トップダウンの市政運営が目立つ吹田市で、今すすめられようとしているのが、「全事務事業ゼロクリア大作戦」。これは、「事業開始から20年以上経過している事務事業については、すべて廃止」、事業開始が平成の事業についてもゼロベースから見直ししようとする3ヵ年の計画です。
「ゼロクリア」は昭和か平成かではなく、必要性から判断すべきでは?(写真は吹田市役所)
「ゼロクリア大作戦」という軽いネーミングとは裏腹に「開始年度が昭和の事業」をいったん廃止して、必要であれば再構築するというずいぶん乱暴なもの。
新政権のすすめる「事業仕分け」には、「仕分け人」の強引なキャラとマスコミの連日の報道のおかげで注目があつまりましたが、吹田市はすでに密室の「事業仕分け」による事業見直しを行っており、そこへ、さらに重ねるこの「ゼロクリア大作戦」には問題点が多くあり、狙いはどこにあるのか、しっかり注目する必要があるようです。
第一の問題点は、不況によって住民のくらしが、かつてなく厳しくなっているときに、くらしや福祉にかかわるすべての事業を、「開始年度が昭和の事業」とわざわざ区切って見直す必要があるのか、ということです。事業を見直すのであれば、事業の開始年度にかかわらず、その必要性から判断するのがあたりまえではないでしょうか。
第二の問題点は、榎原・岸田両市政から引き継いで、「福祉の吹田」「子育てするなら吹田」と高く評価されてきた、くらし・福祉にかかわる事業の廃止というのでは、吹田市の事業をまるで「阪口色」に染め直すといわんばかりの作戦だということです。
第三の問題点は、この間の思いつきの事業がすすめられていることをどう評価するのか、ということです。吹田市は、今年約50億円もの減収が予想されていますが、吹田市は、すでに4000万円もかけて「0系新幹線」を東部拠点に移設、JR吹田駅前には「観光センター」を設置し、高浜橋ライトアップ事業などを行ってきています。
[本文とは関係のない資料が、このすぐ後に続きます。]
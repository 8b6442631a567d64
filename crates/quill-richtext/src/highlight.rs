//! Cached syntax highlighting.
//!
//! [`Highlighter`] sits between the transformer and a [`SyntaxHighlighter`]
//! backend. Rendered markup is cached in a write-once [`CacheBucket`] keyed by
//! [`HighlightKey`]; failures are never cached and degrade to escaped,
//! unhighlighted markup so that one bad code block cannot fail a page.

use quill_cache::{Cache, CacheBucket, CacheBucketExt};
use sha2::{Digest, Sha256};

use crate::consts::{DEFAULT_LANGUAGE, DEFAULT_THEME, FALLBACK_CLASS, HIGHLIGHT_BUCKET};
use crate::escape::escape_code;

/// Why a backend could not highlight a code block.
#[derive(Debug, thiserror::Error)]
pub enum HighlightError {
    /// The backend does not know the language tag.
    #[error("unsupported language: {0}")]
    UnsupportedLanguage(String),
    /// The backend does not know the theme.
    #[error("unknown theme: {0}")]
    UnknownTheme(String),
    /// The backend could not be reached (transport failure, timeout, 5xx).
    #[error("highlighter unavailable: {0}")]
    Unavailable(String),
    /// The backend failed while rendering.
    #[error("highlighting failed: {0}")]
    Render(String),
}

/// Capability to turn source code into highlighted HTML.
///
/// Implementations must be shareable across threads: the transformer calls
/// them from the rayon pool.
pub trait SyntaxHighlighter: Send + Sync {
    /// Render `code` written in `lang` using `theme`.
    fn render(&self, code: &str, lang: &str, theme: &str) -> Result<String, HighlightError>;
}

impl<T: SyntaxHighlighter + ?Sized> SyntaxHighlighter for Box<T> {
    fn render(&self, code: &str, lang: &str, theme: &str) -> Result<String, HighlightError> {
        (**self).render(code, lang, theme)
    }
}

/// Highlight parameters for cache key computation.
///
/// Contains everything that affects the rendered markup.
#[derive(Debug, Clone, Copy)]
pub struct HighlightKey<'a> {
    /// Language tag.
    pub lang: &'a str,
    /// Theme name.
    pub theme: &'a str,
    /// Source code.
    pub code: &'a str,
}

impl HighlightKey<'_> {
    /// Compute a content hash for this key.
    ///
    /// Every part is prefixed with its byte length (u64 LE) before hashing, so
    /// moving a separator-like character from one part into another always
    /// changes the input. A plain `"{lang}:{code}"` join would map
    /// `("x", "a:b")` and `("x:a", "b")` to the same key.
    ///
    /// # Hash Format
    ///
    /// Hex-encoded SHA-256 (64 characters).
    #[must_use]
    pub fn compute_hash(&self) -> String {
        let mut hasher = Sha256::new();
        for part in [self.lang, self.theme, self.code] {
            hasher.update((part.len() as u64).to_le_bytes());
            hasher.update(part.as_bytes());
        }
        hex::encode(hasher.finalize())
    }
}

/// Escaped, unhighlighted markup for `code`.
pub fn fallback_html(code: &str) -> String {
    format!(
        r#"<pre class="{FALLBACK_CLASS}"><code>{}</code></pre>"#,
        escape_code(code)
    )
}

/// Cached front end of a [`SyntaxHighlighter`].
///
/// # Example
///
/// ```
/// use quill_cache::{Cache, MemoryCache};
/// use quill_richtext::{Highlighter, SyntectHighlighter};
///
/// let cache = MemoryCache::new();
/// let highlighter = Highlighter::new(SyntectHighlighter::new())
///     .with_cache(cache.bucket("highlight"));
///
/// let html = highlighter.highlight("fn main() {}", "rust");
/// assert!(html.contains("<pre"));
/// ```
pub struct Highlighter {
    backend: Box<dyn SyntaxHighlighter>,
    cache: Box<dyn CacheBucket>,
    theme: String,
}

impl Highlighter {
    /// Create a highlighter over `backend` with the default theme and no cache.
    #[must_use]
    pub fn new(backend: impl SyntaxHighlighter + 'static) -> Self {
        Self {
            backend: Box::new(backend),
            cache: quill_cache::NullCache.bucket(HIGHLIGHT_BUCKET),
            theme: DEFAULT_THEME.to_owned(),
        }
    }

    /// Set the theme passed to the backend.
    #[must_use]
    pub fn theme(mut self, theme: impl Into<String>) -> Self {
        self.theme = theme.into();
        self
    }

    /// Set the cache bucket for rendered markup.
    ///
    /// Defaults to a no-op bucket, so every call reaches the backend.
    #[must_use]
    pub fn with_cache(mut self, cache: Box<dyn CacheBucket>) -> Self {
        self.cache = cache;
        self
    }

    /// Theme in use.
    pub fn theme_name(&self) -> &str {
        &self.theme
    }

    /// Highlight `code` written in `lang`.
    ///
    /// An empty language is treated as plain text. Never fails: a backend
    /// error yields [`fallback_html`], which is not cached, so the next call
    /// with the same arguments tries the backend again.
    pub fn highlight(&self, code: &str, lang: &str) -> String {
        let lang = if lang.is_empty() {
            DEFAULT_LANGUAGE
        } else {
            lang
        };
        let key = HighlightKey {
            lang,
            theme: &self.theme,
            code,
        }
        .compute_hash();

        if let Some(html) = self.cache.get_string(&key) {
            tracing::debug!(lang, "highlight cache hit");
            return html;
        }

        match self.backend.render(code, lang, &self.theme) {
            Ok(html) => {
                tracing::debug!(lang, "highlight cache miss, rendered");
                self.cache.insert_string(&key, &html);
                html
            }
            Err(err) => {
                tracing::warn!(lang, error = %err, "highlighting failed, using plain code block");
                fallback_html(code)
            }
        }
    }
}

#[cfg(test)]
pub(crate) mod testing {
    //! Backends for exercising the highlighter in tests.

    use std::sync::Arc;
    use std::sync::atomic::{AtomicUsize, Ordering};

    use super::{HighlightError, SyntaxHighlighter};

    /// Backend that counts calls and rejects languages named `unknown*`.
    #[derive(Default, Clone)]
    pub(crate) struct CountingHighlighter {
        pub(crate) calls: Arc<AtomicUsize>,
    }

    impl CountingHighlighter {
        pub(crate) fn calls(&self) -> usize {
            self.calls.load(Ordering::SeqCst)
        }
    }

    impl SyntaxHighlighter for CountingHighlighter {
        fn render(&self, code: &str, lang: &str, theme: &str) -> Result<String, HighlightError> {
            self.calls.fetch_add(1, Ordering::SeqCst);
            if lang.starts_with("unknown") || lang == "nonexistent-lang" {
                return Err(HighlightError::UnsupportedLanguage(lang.to_owned()));
            }
            Ok(format!(r#"<pre data-lang="{lang}" data-theme="{theme}">{code}</pre>"#))
        }
    }
}
//! Internal constants for rich-text processing.

use std::time::Duration;

/// Node type of fenced code blocks.
pub const CODE_BLOCK_TYPE: &str = "code_block";

/// Node type of synthetic pre-rendered markup nodes.
pub const HTML_TYPE: &str = "html";

/// Node type of plain text leaves.
pub const TEXT_TYPE: &str = "text";

/// Prefix of the code block `class` attribute carrying the language.
pub const LANGUAGE_CLASS_PREFIX: &str = "language-";

/// Language used when a code block does not declare one.
pub const DEFAULT_LANGUAGE: &str = "text";

/// Theme used when none is configured.
pub const DEFAULT_THEME: &str = "base16-ocean.dark";

/// Cache bucket holding highlighted markup.
pub const HIGHLIGHT_BUCKET: &str = "highlight";

/// Class of the `<pre>` emitted when highlighting fails.
pub const FALLBACK_CLASS: &str = "highlight";

/// Default HTTP timeout for remote highlighting requests (10 seconds).
pub const DEFAULT_TIMEOUT: Duration = Duration::from_secs(10);

/// Language tags rendered with the plain-text grammar.
pub const PLAIN_TEXT_ALIASES: &[&str] = &["text", "plain", "plaintext", "txt"];
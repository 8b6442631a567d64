//! `quill highlight` and `quill render` command implementation.

use std::path::{Path, PathBuf};

use clap::Args;
use quill_cache::{Cache, MemoryCache};
use quill_config::{CliSettings, Config, HighlightBackend};
use quill_richtext::{
    HIGHLIGHT_BUCKET, Highlighter, RemoteHighlighter, RichTextTransformer, SyntaxHighlighter,
    SyntectHighlighter, document_to_json, parse_document, render_html,
};

use super::{read_input, write_output};
use crate::error::CliError;
use crate::output::Output;

/// What a document command writes.
#[derive(Clone, Copy, Debug, PartialEq, Eq)]
pub(crate) enum DocumentOutput {
    /// The transformed rich-text JSON.
    Json,
    /// HTML rendered from the transformed tree.
    Html,
}

/// Arguments shared by the document commands.
#[derive(Args)]
pub(crate) struct DocumentArgs {
    /// Rich-text JSON document (`-` for stdin).
    input: PathBuf,

    /// Output file (default: stdout).
    #[arg(short, long)]
    output: Option<PathBuf>,

    /// Highlighting theme (overrides config).
    #[arg(long)]
    theme: Option<String>,

    /// Highlighting backend: syntect or remote (overrides config).
    #[arg(long)]
    backend: Option<HighlightBackend>,

    /// Remote highlighting service URL (overrides config).
    #[arg(long, env = "QUILL_HIGHLIGHT_URL")]
    remote_url: Option<String>,

    /// Disable the highlight cache.
    #[arg(long)]
    no_cache: bool,
}

impl DocumentArgs {
    /// Execute the command.
    ///
    /// # Errors
    ///
    /// Returns an error if configuration, reading, parsing or writing fails.
    pub(crate) fn execute(
        self,
        config_path: Option<&Path>,
        mode: DocumentOutput,
    ) -> Result<(), CliError> {
        let output = Output::new();

        let cli_settings = CliSettings {
            theme: self.theme,
            backend: self.backend,
            remote_url: self.remote_url,
            cache_enabled: self.no_cache.then_some(false),
        };
        let config = Config::load(config_path, Some(&cli_settings))?;

        let input = read_input(&self.input)?;
        let cache = MemoryCache::new();
        let transformer = build_transformer(&config, &cache)?;

        let processed = process_document(&transformer, &input, mode)?;
        if processed.absent {
            output.empty_document();
        }

        write_output(self.output.as_deref(), &processed.content)?;

        output.document_done(processed.code_blocks, self.output.as_deref());

        Ok(())
    }
}

/// Result of processing one document.
#[derive(Debug)]
pub(crate) struct ProcessedDocument {
    /// Serialized output.
    pub(crate) content: String,
    /// Code blocks found in the input.
    pub(crate) code_blocks: usize,
    /// Whether the input was a JSON `null`.
    pub(crate) absent: bool,
}

/// Build a transformer from the loaded configuration.
///
/// The cache, when enabled, is a bucket of `cache`.
pub(crate) fn build_transformer(
    config: &Config,
    cache: &MemoryCache,
) -> Result<RichTextTransformer, CliError> {
    let theme = &config.highlight.theme;
    let backend: Box<dyn SyntaxHighlighter> = match config.highlight.backend {
        HighlightBackend::Syntect => {
            let syntect = SyntectHighlighter::new();
            if !syntect.has_theme(theme) {
                return Err(CliError::Validation(format!(
                    "unknown theme '{theme}' (available: {})",
                    syntect.themes().join(", ")
                )));
            }
            Box::new(syntect)
        }
        HighlightBackend::Remote => {
            let url = config.highlight.remote_url.as_deref().ok_or_else(|| {
                CliError::Validation("remote backend requires a remote URL".to_owned())
            })?;
            Box::new(RemoteHighlighter::new(url).timeout(config.highlight.timeout()))
        }
    };

    let mut highlighter = Highlighter::new(backend).theme(theme.as_str());
    if config.cache.enabled {
        highlighter = highlighter.with_cache(cache.bucket(HIGHLIGHT_BUCKET));
    } else {
        tracing::info!("highlight cache disabled");
    }

    Ok(RichTextTransformer::new(highlighter))
}

/// Parse, transform and serialize one document.
pub(crate) fn process_document(
    transformer: &RichTextTransformer,
    input: &str,
    mode: DocumentOutput,
) -> Result<ProcessedDocument, CliError> {
    let document = parse_document(input)?;
    let absent = document.is_none();
    let code_blocks = document.as_ref().map_or(0, |doc| doc.code_block_count());

    let transformed = transformer.transform(document);
    let content = match mode {
        DocumentOutput::Json => document_to_json(transformed.as_ref())?,
        DocumentOutput::Html => transformed.as_ref().map(render_html).unwrap_or_default(),
    };

    Ok(ProcessedDocument {
        content,
        code_blocks,
        absent,
    })
}

#[cfg(test)]
mod tests {
    use super::*;
    use pretty_assertions::assert_eq;
    use serde_json::Value;

    const DOC: &str = r#"{
        "type": "doc",
        "content": [
            { "type": "paragraph", "content": [
                { "type": "text", "text": "See ", "marks": [] },
                { "type": "text", "text": "docs", "marks": [{ "type": "link", "attrs": { "href": "/docs", "target": "_blank" } }] }
            ]},
            { "type": "code_block", "attrs": { "class": "language-rust" }, "content": [
                { "type": "text", "text": "fn main() {}" }
            ]},
            { "type": "code_block", "attrs": { "class": "language-nope-not-real" }, "content": [
                { "type": "text", "text": "a < b" }
            ]}
        ]
    }"#;

    fn transformer() -> RichTextTransformer {
        build_transformer(&Config::default(), &MemoryCache::new()).unwrap()
    }

    #[test]
    fn test_process_json() {
        let processed = process_document(&transformer(), DOC, DocumentOutput::Json).unwrap();
        assert_eq!(processed.code_blocks, 2);
        assert!(!processed.absent);

        let value: Value = serde_json::from_str(&processed.content).unwrap();
        let content = value["content"].as_array().unwrap();
        assert_eq!(content[0]["type"], "paragraph");
        assert_eq!(content[1]["type"], "html");
        assert!(content[1]["text"].as_str().unwrap().contains("<pre"));
        assert_eq!(
            content[2]["text"],
            r#"<pre class="highlight"><code>a &lt; b</code></pre>"#
        );
    }

    #[test]
    fn test_process_html() {
        let processed = process_document(&transformer(), DOC, DocumentOutput::Html).unwrap();
        assert!(processed.content.starts_with(
            r#"<p>See <a href="/docs" target="_blank" rel="noopener noreferrer">docs</a></p><pre"#
        ));
        assert!(
            processed
                .content
                .ends_with(r#"<pre class="highlight"><code>a &lt; b</code></pre>"#)
        );
    }

    #[test]
    fn test_process_null_document() {
        let processed = process_document(&transformer(), "null", DocumentOutput::Json).unwrap();
        assert!(processed.absent);
        assert_eq!(processed.content, "null");

        let html = process_document(&transformer(), "null", DocumentOutput::Html).unwrap();
        assert_eq!(html.content, "");
    }

    #[test]
    fn test_process_invalid_json() {
        let err = process_document(&transformer(), "{", DocumentOutput::Json).unwrap_err();
        assert!(matches!(err, CliError::Document(_)));
    }

    #[test]
    fn test_unknown_theme_rejected() {
        let mut config = Config::default();
        config.highlight.theme = "no-such-theme".to_owned();

        let Err(err) = build_transformer(&config, &MemoryCache::new()) else {
            panic!("expected unknown theme error");
        };
        assert!(err.to_string().contains("no-such-theme"));
    }

    #[test]
    fn test_cache_bucket_populated_when_enabled() {
        let cache = MemoryCache::new();
        let transformer = build_transformer(&Config::default(), &cache).unwrap();

        process_document(&transformer, DOC, DocumentOutput::Json).unwrap();

        // Only the successfully highlighted block is cached
        assert_eq!(cache.bucket(HIGHLIGHT_BUCKET).len(), 1);
    }

    #[test]
    fn test_cache_disabled() {
        let cache = MemoryCache::new();
        let mut config = Config::default();
        config.cache.enabled = false;
        let transformer = build_transformer(&config, &cache).unwrap();

        process_document(&transformer, DOC, DocumentOutput::Json).unwrap();

        assert!(cache.bucket(HIGHLIGHT_BUCKET).is_empty());
    }
}
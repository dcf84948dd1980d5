//! Overlay page, rendered with the current display settings

use landing_judge_config::Settings;

const TEMPLATE: &str = include_str!("../assets/overlay.html");

pub fn render(settings: &Settings) -> String {
    let effects = serde_json::to_string(&settings.effects()).unwrap_or_else(|_| "{}".to_string());
    TEMPLATE
        .replace("{{OVERLAY_HUE_DEG}}", &settings.overlay_hue_deg.to_string())
        .replace("{{BANNER_DURATION_MS}}", &settings.banner_duration_ms.to_string())
        .replace("{{BANNER_MIN_LINGER_MS}}", &settings.banner_min_linger_ms.to_string())
        .replace("{{HIDE_ON_AUDIO_END}}", &settings.hide_on_audio_end.to_string())
        .replace("{{ENABLE_DINGDONG}}", &settings.enable_dingdong.to_string())
        .replace("{{EFFECTS_JSON}}", &effects)
}
//! Command line interface

use clap::{Parser, Subcommand};
use landing_judge_config::constants::paths;

#[derive(Parser, Debug)]
#[command(name = "landing-judge")]
#[command(about = "Landing rating overlay for flight sim streams")]
#[command(version)]
pub struct Cli {
    /// Settings file shared with the control API
    #[arg(long, global = true, env = "LANDING_JUDGE_SETTINGS", default_value = paths::SETTINGS_FILE)]
    pub settings: String,

    /// Verbose logging
    #[arg(long, global = true)]
    pub debug: bool,

    /// Log as JSON lines
    #[arg(long, global = true)]
    pub log_json: bool,

    #[command(subcommand)]
    pub command: Option<Command>,
}

#[derive(Subcommand, Debug, Clone, PartialEq)]
pub enum Command {
    /// Run the overlay server (default)
    Serve {
        /// Override the configured port
        #[arg(long)]
        port: Option<u16>,
        /// Override the configured bind address
        #[arg(long)]
        host: Option<String>,
    },

    /// Rate a landing on a running server
    Vote {
        /// 1 to 10; out-of-range values are clamped by the server
        #[arg(allow_negative_numbers = true)]
        score: i64,
        #[arg(long)]
        url: Option<String>,
    },

    /// Show or hide the preview banner
    Preview {
        #[arg(long)]
        off: bool,
        #[arg(long, default_value_t = 10, allow_negative_numbers = true)]
        score: i64,
        #[arg(long)]
        url: Option<String>,
    },

    /// Set the overlay hue rotation
    Theme {
        /// Degrees, 0 to 360
        deg: i64,
        #[arg(long)]
        url: Option<String>,
    },

    /// Delete every cached audio clip
    ClearCache {
        #[arg(long)]
        url: Option<String>,
    },

    /// Print overlay events as they arrive
    Watch {
        #[arg(long)]
        url: Option<String>,
    },
}

impl Command {
    /// Explicit server URL given to a client command
    pub fn url(&self) -> Option<&str> {
        match self {
            Command::Serve { .. } => None,
            Command::Vote { url, .. }
            | Command::Preview { url, .. }
            | Command::Theme { url, .. }
            | Command::ClearCache { url }
            | Command::Watch { url } => url.as_deref(),
        }
    }
}

#[cfg(test)]
mod tests {
    use super::*;

    #[test]
    fn test_defaults_to_no_command() {
        let cli = Cli::try_parse_from(["landing-judge"]).unwrap();
        assert!(cli.command.is_none());
        assert!(!cli.debug);
    }

    #[test]
    fn test_vote_accepts_negative_scores() {
        let cli = Cli::try_parse_from(["landing-judge", "vote", "-4"]).unwrap();
        assert_eq!(
            cli.command,
            Some(Command::Vote {
                score: -4,
                url: None
            })
        );
    }

    #[test]
    fn test_global_flags_after_subcommand() {
        let cli = Cli::try_parse_from([
            "landing-judge",
            "preview",
            "--off",
            "--url",
            "http://localhost:9000",
            "--settings",
            "custom.env",
        ])
        .unwrap();
        assert_eq!(cli.settings, "custom.env");
        let command = cli.command.unwrap();
        assert_eq!(command.url(), Some("http://localhost:9000"));
        assert!(matches!(command, Command::Preview { off: true, score: 10, .. }));
    }

    #[test]
    fn test_serve_overrides() {
        let cli = Cli::try_parse_from(["landing-judge", "serve", "--port", "6000"]).unwrap();
        assert_eq!(
            cli.command,
            Some(Command::Serve {
                port: Some(6000),
                host: None
            })
        );
    }
}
差し迫った必要もない事業に十分な精査も行わず、市民意見も聞かないまま、無造作にお金をつぎこむ一方で、昭和にはじまった事業はすべて廃止せよとは、なんともちぐはぐな「作戦」と言わざるをえません。見直すべき対象は、思いつきの市政運営です。
市長はしきりに「トップマネジメントの強化」を強調していますが市役所の現場で、まじめに働く職員からは、「トップダウン」「現場を無視した思いつきばかり」とため息や悲鳴もわきおこっています。
トップダウンが目立つ(?)阪口吹田市長
国立循環器病センターの突然の東部拠点移転の表明も、これまで吹田市は地元に「現地建て替え」と説明、地域住民の意見をまとめ、ボランティアとして協力してきた自治会や地元団体からは、地元無視もはなはだしい、と反発の声が強まっています。
また、市民サービスの最前線に立つ職員の数を減らし、非正規職員に置き換えながら、部長級以上の幹部職員の数は、お隣の豊中市の2倍近くにのぼります。また、市長の側近である幹部職員が退職後に、いくつもの職場を渡り歩く「天下り」が容認されている現状もあります。「天下り」渡り鳥の中には、市長と私的旅行に行った先での飲酒運転事件による、処分を受けた元幹部職員も含まれているのですから、現市長の「私物化」「縁故主義」こそ「ゼロクリア」の対象です。
すべての事務事業を、「自分色」に仕立て直されては、まさに市政の私物化の極みです。現市政以前から脈々と受け継がれてきた事業をその時代の「市民の色」にコーディネートすることこそ今の吹田市に求められていることではないのでしょうか。